# Schwinn Tandems



## volksboy57 (Dec 14, 2014)

Ugh, why do I keep buying Schwinn tandems??? Ted says I have TRD (Tandem Refusal Disorder) and I think he is right! 
I just picked up a 50's something Town and Country. This makes 3 tandems total, and I cant really ride them by myself. I think that sometimes, collecting bikes for me, is more fun than riding them. Ill get some pictures posted here pretty soon, and then put it in storage, or maybe sell it here...
This bike has been on my wish list since I traded one about fifteen years ago.

Do you guys ever buy bikes that you just can't ride?


----------



## SchwinnChester (Dec 14, 2014)

We tore up my friends  1963-ish Tandem. Was a wedding gift for his parents when they were married in 63.  We got the bright idea of combining paper routes. Idea was to drive down the center of street and toss the papers. We were supposed to be more efficient.  Somehow wheel got bent and it sat until 2005 or so and went with his moms estate.


----------



## PCHiggin (Dec 14, 2014)

I love 'em,We ride our '78 Deluxe Twinn whenever we can,not much lately in Michigan. I've had much as 4 @ one time.I recently sold a green '70 with the Yellow Band hub.I'm on the look out for a '77 Flamingo and an early 60's white and/or Radiant Blue.


----------



## REC (Dec 14, 2014)

volksboy57 said:


> Ugh, why do I keep buying Schwinn tandems??? Ted says I have TRD (Tandem Refusal Disorder) and I think he is right!
> I just picked up a 50's something Town and Country. This makes 3 tandems total, and I cant really ride them by myself. I think that sometimes, collecting bikes for me, is more fun than riding them. Ill get some pictures posted here pretty soon, and then put it in storage, or maybe sell it here...
> This bike has been on my wish list since I traded one about fifteen years ago.
> 
> Do you guys ever buy bikes that you just can't ride?

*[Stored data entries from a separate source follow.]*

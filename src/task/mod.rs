//! Task abstraction and composition
//!
//! Every unit of work the manager drives implements [`Task`]: four control
//! operations plus progress, completion and failure observers.
//!
//! - [`PanTransferTask`]: downloads one remote file through the framed
//!   transfer protocol.
//! - [`InstallTask`]: recursively unpacks a downloaded archive.
//! - [`SequentialTask`]: runs a transfer and then an install as one task.

mod install;
mod sequential;
mod transfer;

pub use install::InstallTask;
pub use sequential::SequentialTask;
pub use transfer::PanTransferTask;

use crate::error::Result;
use crate::listener::{ListenerId, Listeners};
use crate::types::TransferProgress;
use async_trait::async_trait;

/// Progress observer
pub type ProgressHandler = Box<dyn Fn(&TransferProgress) + Send + Sync>;
/// Completion observer
pub type CompletionHandler = Box<dyn Fn() + Send + Sync>;
/// Failure observer, receives a human-readable reason
pub type FailureHandler = Box<dyn Fn(&str) + Send + Sync>;

/// A pausable, resumable unit of work
///
/// Control operations return once the work has been launched or halted;
/// outcomes are reported through the observers.
#[async_trait]
pub trait Task: Send + Sync {
    /// Begin the work
    async fn start(&self) -> Result<()>;

    /// Halt the work and discard partial results
    async fn stop(&self) -> Result<()>;

    /// Halt the work, keeping partial results
    async fn pause(&self) -> Result<()>;

    /// Continue paused work
    async fn resume(&self) -> Result<()>;

    /// Observe progress updates
    fn on_progress(&self, f: ProgressHandler) -> ListenerId;

    /// Observe completion; may fire more than once per run
    fn on_completed(&self, f: CompletionHandler) -> ListenerId;

    /// Observe failures that ended the work
    fn on_failed(&self, f: FailureHandler) -> ListenerId;
}

/// Observer registries shared by the task implementations
#[derive(Default)]
pub(crate) struct TaskEvents {
    pub(crate) progress: Listeners<TransferProgress>,
    pub(crate) completed: Listeners<()>,
    pub(crate) failed: Listeners<str>,
}

impl TaskEvents {
    pub(crate) fn on_progress(&self, f: ProgressHandler) -> ListenerId {
        self.progress.add(f)
    }

    pub(crate) fn on_completed(&self, f: CompletionHandler) -> ListenerId {
        self.completed.add(move |_| f())
    }

    pub(crate) fn on_failed(&self, f: FailureHandler) -> ListenerId {
        self.failed.add(f)
    }
}

/// Remove a file or directory tree, ignoring a path that does not exist
pub(crate) async fn remove_path(path: &std::path::Path) -> std::io::Result<()> {
    let result = match tokio::fs::symlink_metadata(path).await {
        Ok(meta) if meta.is_dir() => tokio::fs::remove_dir_all(path).await,
        Ok(_) => tokio::fs::remove_file(path).await,
        Err(e) => Err(e),
    };
    match result {
        Err(e) if e.kind() == std::io::ErrorKind::NotFound => Ok(()),
        other => other,
    }
}
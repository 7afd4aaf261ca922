//! 7-Zip command line driver

use super::ArchiveTool;
use crate::error::{Error, ExtractionError, Result};
use async_trait::async_trait;
use std::ffi::OsString;
use std::path::{Path, PathBuf};
use std::process::Stdio;
use tokio::process::Command;
use tokio_util::sync::CancellationToken;
use tracing::{debug, info};

/// Binary names searched on PATH, in order
const BINARY_NAMES: &[&str] = &["7z", "7zz", "7za"];

/// Archive tool backed by the external `7z` binary
///
/// # Examples
///
/// ```no_run
/// use pan_dl::extraction::{ArchiveTool, SevenZip};
/// use std::path::Path;
///
/// # #[tokio::main]
/// # async fn main() -> Result<(), Box<dyn std::error::Error>> {
/// let tool = SevenZip::from_path().ok_or("7z not found in PATH")?;
/// let entries = tool.list(Path::new("crate.zip")).await?;
/// # Ok(())
/// # }
/// ```
#[derive(Clone, Debug)]
pub struct SevenZip {
    binary_path: PathBuf,
    work_dir: Option<PathBuf>,
}

impl SevenZip {
    /// Create a driver with an explicit binary path
    pub fn new(binary_path: impl Into<PathBuf>) -> Self {
        Self {
            binary_path: binary_path.into(),
            work_dir: None,
        }
    }

    /// Attempt to find 7-Zip in PATH
    pub fn from_path() -> Option<Self> {
        BINARY_NAMES
            .iter()
            .find_map(|name| which::which(name).ok())
            .map(Self::new)
    }

    /// Use `dir` as 7-Zip's working directory for temporary files (`-w`)
    pub fn with_work_dir(mut self, dir: impl Into<PathBuf>) -> Self {
        self.work_dir = Some(dir.into());
        self
    }

    /// Path of the wrapped binary
    pub fn binary_path(&self) -> &Path {
        &self.binary_path
    }

    /// Arguments for `x -y -o<dst> <archive> [-p<pw>] [-w<dir>]`
    fn extract_args(&self, archive: &Path, dest: &Path, password: Option<&str>) -> Vec<OsString> {
        let mut output_flag = OsString::from("-o");
        output_flag.push(dest);

        let mut args = vec![
            OsString::from("x"),
            OsString::from("-y"),
            output_flag,
            archive.as_os_str().to_owned(),
        ];
        if let Some(password) = password.filter(|p| !p.is_empty()) {
            args.push(OsString::from(format!("-p{password}")));
        }
        if let Some(dir) = &self.work_dir {
            let mut work_flag = OsString::from("-w");
            work_flag.push(dir);
            args.push(work_flag);
        }
        args
    }
}

/// Collect `Path = ` fields from `7z l -ba -slt` output
pub(crate) fn parse_listing(output: &str) -> Vec<String> {
    output
        .lines()
        .filter_map(|line| line.trim_end_matches('\r').strip_prefix("Path = "))
        .map(str::to_string)
        .collect()
}

#[async_trait]
impl ArchiveTool for SevenZip {
    async fn list(&self, archive: &Path) -> Result<Vec<String>> {
        let output = Command::new(&self.binary_path)
            .args(["l", "-ba", "-slt"])
            .arg(archive)
            .stdin(Stdio::null())
            .output()
            .await
            .map_err(|e| Error::ExternalTool(format!("Failed to execute 7z: {}", e)))?;

        if !output.status.success() {
            return Err(ExtractionError::ListFailed {
                archive: archive.to_path_buf(),
                reason: String::from_utf8_lossy(&output.stderr).trim().to_string(),
            }
            .into());
        }

        let entries = parse_listing(&String::from_utf8_lossy(&output.stdout));
        debug!(?archive, count = entries.len(), "listed archive");
        Ok(entries)
    }

    async fn extract(
        &self,
        archive: &Path,
        dest: &Path,
        password: Option<&str>,
        cancel: &CancellationToken,
    ) -> Result<()> {
        info!(?archive, ?dest, "extracting with 7z");

        let mut command = Command::new(&self.binary_path);
        command
            .args(self.extract_args(archive, dest, password))
            .stdin(Stdio::null())
            .kill_on_drop(true);

        // dropping the output future drops the child, which kills it
        let output = tokio::select! {
            output = command.output() => output
                .map_err(|e| Error::ExternalTool(format!("Failed to execute 7z: {}", e)))?,
            _ = cancel.cancelled() => {
                info!(?archive, "extraction cancelled");
                return Err(ExtractionError::Cancelled {
                    archive: archive.to_path_buf(),
                }
                .into());
            }
        };

        if !output.status.success() {
            let stderr = String::from_utf8_lossy(&output.stderr);
            let stdout = String::from_utf8_lossy(&output.stdout);
            let reason = if stderr.trim().is_empty() {
                stdout.trim().to_string()
            } else {
                stderr.trim().to_string()
            };
            return Err(ExtractionError::ExtractionFailed {
                archive: archive.to_path_buf(),
                reason,
            }
            .into());
        }

        Ok(())
    }

    fn name(&self) -> &'static str {
        "7z"
    }
}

Yes.... Is that a problem somehow???
I have several that I WON'T ride.. Mostly due to the fact that I weigh to much for the Paramount, and the '49 B105 has yet to ever be ridden since new. I have two tandems that can't be ridden - they're not rebuilt yet!
Most of the rest have at least had a "circle the block" test.

REC


----------



## sam (Dec 14, 2014)

Just 3!


----------



## rideahiggins (Dec 14, 2014)

Uh uh uh , you don't want to know how many I have.


----------



## Lynotch (Dec 14, 2014)

I'm a sucker for cycle trucks and tandems but I have to stifle myself because of my limited storage space and difficulty transporting them that's why I only have one of each. How do you guys transport your big bulky bikes if your not riding around locally?  Especially if you have a cool classic car, regular bikes are no problem but these big bikes are a challenge. 
 Leo.


----------



## Goldenrod1 (Dec 15, 2014)

I have a van.  Tandems seem to have been ridden little and kept in garages so they are in good shape but peddle hard without gearing.  A married couple took an English tandem (with a three speed) across the country and back again in 1947.  Wouldn't you like to have that wife?  You would probably have to dig her up but still . . .


----------



## PCHiggin (Dec 15, 2014)

*Swagman...*



Lynotch said:


> I'm a sucker for cycle trucks and tandems but I have to stifle myself because of my limited storage space and difficulty transporting them that's why I only have one of each. How do you guys transport your big bulky bikes if your not riding around locally?  Especially if you have a cool classic car, regular bikes are no problem but these big bikes are a challenge.
> Leo.




Its a telescoping arm made for transporting old style frame bikes on new bike carriers.I put it between the seat posts of my tandem and it rides perfectly on my bike carrier.It works great with my old canti frame and girls cruisers as well.I put it between the gooseneck and the seat post.


----------



## PCHiggin (Dec 15, 2014)

OK,Does one of you guys have a '77 Flamingo you don't want? BTW,I don't care if this isnt the wanted section,its the tandem section


----------



## Lynotch (Dec 15, 2014)

PCHiggin said:


> OK,Does one of you guys have a '77 Flamingo you don't want? BTW,I don't care if this isnt the wanted section,its the tandem section




Excuse my ignorance but what's a 77 flamingo look like?


----------



## PCHiggin (Dec 15, 2014)

Lynotch said:


> Excuse my ignorance but what's a 77 flamingo look like?




Well,The bike is like any other Twinn,Its the color that's special to me.Its metallic pink and  was only available the 1st part of '77 as I understand it. I like it and can get away with pink riding with my bride lol


----------